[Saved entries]
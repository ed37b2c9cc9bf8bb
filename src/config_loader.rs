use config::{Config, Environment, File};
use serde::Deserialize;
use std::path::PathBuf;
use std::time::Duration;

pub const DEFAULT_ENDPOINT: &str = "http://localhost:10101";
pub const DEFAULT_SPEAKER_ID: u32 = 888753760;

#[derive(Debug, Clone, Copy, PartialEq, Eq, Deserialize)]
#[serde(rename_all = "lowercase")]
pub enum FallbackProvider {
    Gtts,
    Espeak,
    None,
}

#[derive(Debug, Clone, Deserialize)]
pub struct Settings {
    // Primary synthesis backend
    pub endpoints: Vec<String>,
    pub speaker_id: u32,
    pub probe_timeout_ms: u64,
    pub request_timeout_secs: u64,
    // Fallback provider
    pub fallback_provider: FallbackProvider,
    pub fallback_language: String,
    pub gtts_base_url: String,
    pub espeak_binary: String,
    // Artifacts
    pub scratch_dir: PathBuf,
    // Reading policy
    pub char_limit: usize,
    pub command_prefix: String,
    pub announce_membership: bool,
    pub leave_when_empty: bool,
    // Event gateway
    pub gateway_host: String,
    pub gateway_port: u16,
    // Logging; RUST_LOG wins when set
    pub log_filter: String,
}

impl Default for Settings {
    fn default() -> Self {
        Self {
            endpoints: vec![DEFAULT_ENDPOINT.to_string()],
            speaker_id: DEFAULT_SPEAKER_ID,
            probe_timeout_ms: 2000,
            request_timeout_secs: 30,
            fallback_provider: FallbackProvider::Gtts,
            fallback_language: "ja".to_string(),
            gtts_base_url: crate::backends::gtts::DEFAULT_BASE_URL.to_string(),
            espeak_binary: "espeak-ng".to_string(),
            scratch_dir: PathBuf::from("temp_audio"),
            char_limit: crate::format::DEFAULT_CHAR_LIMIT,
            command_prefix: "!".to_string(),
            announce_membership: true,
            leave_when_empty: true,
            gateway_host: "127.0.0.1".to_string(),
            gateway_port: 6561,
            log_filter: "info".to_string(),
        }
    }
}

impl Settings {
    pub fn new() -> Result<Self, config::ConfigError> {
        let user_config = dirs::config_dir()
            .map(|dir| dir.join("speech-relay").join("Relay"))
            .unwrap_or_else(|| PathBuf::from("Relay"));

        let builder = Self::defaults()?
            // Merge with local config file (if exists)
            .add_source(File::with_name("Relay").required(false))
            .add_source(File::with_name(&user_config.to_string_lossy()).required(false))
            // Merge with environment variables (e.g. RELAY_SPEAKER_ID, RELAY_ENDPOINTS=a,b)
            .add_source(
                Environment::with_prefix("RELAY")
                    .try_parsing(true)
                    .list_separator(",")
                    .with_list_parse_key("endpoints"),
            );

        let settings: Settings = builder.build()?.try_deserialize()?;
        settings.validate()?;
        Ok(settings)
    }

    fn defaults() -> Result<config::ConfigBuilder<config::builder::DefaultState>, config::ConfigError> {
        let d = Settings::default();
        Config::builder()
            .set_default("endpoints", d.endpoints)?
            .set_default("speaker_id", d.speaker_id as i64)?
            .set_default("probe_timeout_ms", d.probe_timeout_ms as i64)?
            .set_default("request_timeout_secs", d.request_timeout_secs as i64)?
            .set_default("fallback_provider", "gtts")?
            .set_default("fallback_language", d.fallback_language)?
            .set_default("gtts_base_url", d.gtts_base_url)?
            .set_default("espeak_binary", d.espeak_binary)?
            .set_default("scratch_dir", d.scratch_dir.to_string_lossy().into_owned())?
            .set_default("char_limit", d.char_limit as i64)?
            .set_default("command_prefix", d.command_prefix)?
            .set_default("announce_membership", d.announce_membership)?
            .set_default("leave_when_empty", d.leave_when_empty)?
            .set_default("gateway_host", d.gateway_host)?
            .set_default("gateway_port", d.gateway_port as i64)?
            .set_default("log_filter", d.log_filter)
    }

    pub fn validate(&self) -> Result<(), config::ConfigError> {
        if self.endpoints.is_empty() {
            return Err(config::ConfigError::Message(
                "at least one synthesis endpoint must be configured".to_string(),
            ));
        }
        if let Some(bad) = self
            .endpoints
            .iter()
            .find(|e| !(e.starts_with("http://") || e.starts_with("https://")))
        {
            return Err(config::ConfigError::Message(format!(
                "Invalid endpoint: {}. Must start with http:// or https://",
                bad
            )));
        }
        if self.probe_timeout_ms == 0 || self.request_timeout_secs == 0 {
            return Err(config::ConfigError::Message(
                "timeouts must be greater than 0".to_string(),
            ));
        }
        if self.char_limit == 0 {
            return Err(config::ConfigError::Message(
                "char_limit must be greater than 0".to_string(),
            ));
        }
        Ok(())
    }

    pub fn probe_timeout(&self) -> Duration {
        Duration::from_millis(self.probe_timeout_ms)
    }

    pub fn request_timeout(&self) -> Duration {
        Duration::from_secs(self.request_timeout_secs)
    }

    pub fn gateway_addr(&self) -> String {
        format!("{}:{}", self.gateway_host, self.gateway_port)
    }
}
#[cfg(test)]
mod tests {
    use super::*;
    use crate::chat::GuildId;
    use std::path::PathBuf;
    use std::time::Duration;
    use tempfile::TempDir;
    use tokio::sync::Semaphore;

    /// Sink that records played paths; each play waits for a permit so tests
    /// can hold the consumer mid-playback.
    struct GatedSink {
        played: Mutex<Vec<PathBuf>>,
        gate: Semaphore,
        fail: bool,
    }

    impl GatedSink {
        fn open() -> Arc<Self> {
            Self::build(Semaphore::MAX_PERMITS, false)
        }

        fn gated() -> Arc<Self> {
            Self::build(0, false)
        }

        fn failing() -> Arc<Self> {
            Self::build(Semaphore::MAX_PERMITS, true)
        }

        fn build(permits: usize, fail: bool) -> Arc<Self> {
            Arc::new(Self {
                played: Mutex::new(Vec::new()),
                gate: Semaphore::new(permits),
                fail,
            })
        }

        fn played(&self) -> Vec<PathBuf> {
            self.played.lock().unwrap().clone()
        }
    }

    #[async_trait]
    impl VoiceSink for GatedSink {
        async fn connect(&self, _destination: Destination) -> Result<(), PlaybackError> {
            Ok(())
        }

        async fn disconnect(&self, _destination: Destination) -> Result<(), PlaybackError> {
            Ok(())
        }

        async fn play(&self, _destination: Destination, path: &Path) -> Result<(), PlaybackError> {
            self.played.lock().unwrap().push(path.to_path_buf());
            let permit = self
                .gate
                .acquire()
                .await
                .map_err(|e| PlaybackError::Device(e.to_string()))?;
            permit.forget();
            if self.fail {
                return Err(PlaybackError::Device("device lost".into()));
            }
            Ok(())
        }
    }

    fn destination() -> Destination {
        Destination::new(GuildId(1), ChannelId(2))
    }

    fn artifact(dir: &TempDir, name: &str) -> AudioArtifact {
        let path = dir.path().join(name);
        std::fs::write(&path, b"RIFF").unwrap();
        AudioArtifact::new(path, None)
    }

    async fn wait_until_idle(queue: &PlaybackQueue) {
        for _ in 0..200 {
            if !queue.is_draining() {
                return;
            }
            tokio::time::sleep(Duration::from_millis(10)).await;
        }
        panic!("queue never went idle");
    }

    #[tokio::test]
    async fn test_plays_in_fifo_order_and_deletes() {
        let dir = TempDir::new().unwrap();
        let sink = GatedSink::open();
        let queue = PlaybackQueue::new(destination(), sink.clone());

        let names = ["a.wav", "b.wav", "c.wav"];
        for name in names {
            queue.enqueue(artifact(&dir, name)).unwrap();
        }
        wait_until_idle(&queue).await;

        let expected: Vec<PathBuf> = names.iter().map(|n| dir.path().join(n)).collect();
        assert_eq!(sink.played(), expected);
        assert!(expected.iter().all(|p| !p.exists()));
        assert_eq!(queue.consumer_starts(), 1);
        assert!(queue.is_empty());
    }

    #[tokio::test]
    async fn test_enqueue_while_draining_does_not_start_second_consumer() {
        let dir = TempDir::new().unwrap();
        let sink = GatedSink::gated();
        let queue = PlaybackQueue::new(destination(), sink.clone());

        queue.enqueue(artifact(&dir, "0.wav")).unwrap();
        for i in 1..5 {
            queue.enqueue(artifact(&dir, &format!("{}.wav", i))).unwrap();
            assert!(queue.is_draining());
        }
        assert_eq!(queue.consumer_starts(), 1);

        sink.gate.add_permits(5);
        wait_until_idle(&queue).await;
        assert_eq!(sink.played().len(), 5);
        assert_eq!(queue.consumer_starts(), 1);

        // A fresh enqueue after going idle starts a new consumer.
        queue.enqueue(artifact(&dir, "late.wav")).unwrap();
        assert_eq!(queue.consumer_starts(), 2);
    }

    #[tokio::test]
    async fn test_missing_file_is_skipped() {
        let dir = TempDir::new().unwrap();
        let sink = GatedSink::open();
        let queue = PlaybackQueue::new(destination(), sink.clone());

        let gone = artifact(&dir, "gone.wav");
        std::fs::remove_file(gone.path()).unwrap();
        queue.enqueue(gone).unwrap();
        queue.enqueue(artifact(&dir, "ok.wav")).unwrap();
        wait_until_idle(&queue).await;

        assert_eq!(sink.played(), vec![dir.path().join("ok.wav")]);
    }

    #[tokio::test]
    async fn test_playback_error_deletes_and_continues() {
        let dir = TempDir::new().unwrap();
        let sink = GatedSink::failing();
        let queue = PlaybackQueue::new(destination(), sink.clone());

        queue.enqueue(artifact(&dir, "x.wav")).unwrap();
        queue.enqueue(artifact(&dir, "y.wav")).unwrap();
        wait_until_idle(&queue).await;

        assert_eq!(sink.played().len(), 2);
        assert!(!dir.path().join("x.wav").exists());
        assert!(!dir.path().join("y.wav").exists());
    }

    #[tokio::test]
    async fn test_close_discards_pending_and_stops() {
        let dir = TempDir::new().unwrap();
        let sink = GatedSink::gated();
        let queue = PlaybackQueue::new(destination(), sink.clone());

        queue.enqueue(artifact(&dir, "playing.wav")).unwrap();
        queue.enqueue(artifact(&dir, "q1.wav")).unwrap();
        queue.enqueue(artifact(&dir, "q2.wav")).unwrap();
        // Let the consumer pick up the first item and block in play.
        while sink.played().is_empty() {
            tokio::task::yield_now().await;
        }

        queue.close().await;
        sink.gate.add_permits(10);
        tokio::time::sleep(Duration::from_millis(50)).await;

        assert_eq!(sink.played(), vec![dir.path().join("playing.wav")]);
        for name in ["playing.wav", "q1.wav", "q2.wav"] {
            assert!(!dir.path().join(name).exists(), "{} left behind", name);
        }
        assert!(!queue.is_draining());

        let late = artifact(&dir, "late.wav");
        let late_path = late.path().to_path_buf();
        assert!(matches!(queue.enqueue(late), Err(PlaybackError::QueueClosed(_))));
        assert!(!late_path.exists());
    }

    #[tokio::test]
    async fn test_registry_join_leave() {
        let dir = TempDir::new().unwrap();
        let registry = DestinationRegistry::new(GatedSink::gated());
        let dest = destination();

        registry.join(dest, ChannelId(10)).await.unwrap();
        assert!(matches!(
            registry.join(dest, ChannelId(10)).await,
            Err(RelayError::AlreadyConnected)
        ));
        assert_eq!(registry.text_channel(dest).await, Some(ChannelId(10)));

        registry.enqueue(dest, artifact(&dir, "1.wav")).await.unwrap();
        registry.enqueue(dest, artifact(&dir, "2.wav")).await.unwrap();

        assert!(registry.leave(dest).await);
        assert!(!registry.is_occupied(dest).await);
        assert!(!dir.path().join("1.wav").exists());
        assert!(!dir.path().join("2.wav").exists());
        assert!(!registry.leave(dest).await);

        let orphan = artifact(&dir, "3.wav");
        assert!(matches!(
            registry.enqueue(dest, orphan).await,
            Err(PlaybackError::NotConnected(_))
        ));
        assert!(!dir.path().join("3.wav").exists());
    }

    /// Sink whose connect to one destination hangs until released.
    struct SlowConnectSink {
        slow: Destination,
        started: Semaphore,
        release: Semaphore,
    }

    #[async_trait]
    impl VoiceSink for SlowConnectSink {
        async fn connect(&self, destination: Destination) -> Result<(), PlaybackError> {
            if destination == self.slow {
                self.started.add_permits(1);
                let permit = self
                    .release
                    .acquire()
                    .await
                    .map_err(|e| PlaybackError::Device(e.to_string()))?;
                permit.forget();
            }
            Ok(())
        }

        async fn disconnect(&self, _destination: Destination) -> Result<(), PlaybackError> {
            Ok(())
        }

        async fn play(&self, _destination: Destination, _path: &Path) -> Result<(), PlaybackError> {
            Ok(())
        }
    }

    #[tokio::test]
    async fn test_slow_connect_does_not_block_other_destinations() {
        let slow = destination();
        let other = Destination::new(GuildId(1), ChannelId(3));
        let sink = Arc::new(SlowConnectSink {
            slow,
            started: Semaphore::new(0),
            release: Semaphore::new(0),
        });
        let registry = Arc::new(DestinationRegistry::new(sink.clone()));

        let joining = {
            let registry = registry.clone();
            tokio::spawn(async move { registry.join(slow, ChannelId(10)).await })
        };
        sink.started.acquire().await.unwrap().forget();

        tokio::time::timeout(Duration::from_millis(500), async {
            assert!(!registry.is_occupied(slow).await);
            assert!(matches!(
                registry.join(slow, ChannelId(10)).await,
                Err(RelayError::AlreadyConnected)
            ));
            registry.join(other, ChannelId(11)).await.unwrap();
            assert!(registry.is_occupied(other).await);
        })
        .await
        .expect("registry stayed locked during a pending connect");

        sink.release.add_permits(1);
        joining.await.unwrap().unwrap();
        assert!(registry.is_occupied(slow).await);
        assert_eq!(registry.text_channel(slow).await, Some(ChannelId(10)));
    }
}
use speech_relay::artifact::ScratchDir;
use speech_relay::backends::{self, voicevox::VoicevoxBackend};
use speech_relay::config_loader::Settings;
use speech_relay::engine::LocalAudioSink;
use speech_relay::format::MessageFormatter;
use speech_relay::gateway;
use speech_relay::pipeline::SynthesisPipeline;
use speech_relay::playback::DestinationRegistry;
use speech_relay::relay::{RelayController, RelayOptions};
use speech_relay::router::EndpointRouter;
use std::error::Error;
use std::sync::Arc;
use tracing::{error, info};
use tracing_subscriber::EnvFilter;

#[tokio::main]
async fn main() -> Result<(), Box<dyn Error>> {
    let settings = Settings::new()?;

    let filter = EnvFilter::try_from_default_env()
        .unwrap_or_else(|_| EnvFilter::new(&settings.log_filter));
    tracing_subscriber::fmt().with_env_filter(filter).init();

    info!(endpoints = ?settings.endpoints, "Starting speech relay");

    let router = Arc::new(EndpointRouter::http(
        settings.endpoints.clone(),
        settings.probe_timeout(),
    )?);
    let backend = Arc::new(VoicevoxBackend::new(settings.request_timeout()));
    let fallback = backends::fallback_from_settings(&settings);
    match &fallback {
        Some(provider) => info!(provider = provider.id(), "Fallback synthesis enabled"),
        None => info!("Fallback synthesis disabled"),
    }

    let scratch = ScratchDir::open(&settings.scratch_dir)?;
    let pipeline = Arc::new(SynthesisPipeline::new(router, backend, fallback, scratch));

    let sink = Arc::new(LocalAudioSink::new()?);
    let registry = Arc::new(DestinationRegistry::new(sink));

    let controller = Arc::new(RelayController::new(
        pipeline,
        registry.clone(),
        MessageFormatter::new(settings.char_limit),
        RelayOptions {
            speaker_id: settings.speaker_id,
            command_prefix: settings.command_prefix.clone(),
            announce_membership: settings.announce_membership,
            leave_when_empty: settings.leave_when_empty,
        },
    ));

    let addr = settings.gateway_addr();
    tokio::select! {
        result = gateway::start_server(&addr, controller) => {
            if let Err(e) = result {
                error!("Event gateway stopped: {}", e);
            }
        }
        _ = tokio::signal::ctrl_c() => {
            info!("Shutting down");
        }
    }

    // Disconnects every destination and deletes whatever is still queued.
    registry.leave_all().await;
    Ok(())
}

#### EXERCISE DIRECTIONS
Where the string "Debug" turns up in a line of the data above, copy that whole line.

#### YOUR RESPONSE
#[derive(Debug, Clone, Copy, PartialEq, Eq, Deserialize)]
#[derive(Debug, Clone, Deserialize)]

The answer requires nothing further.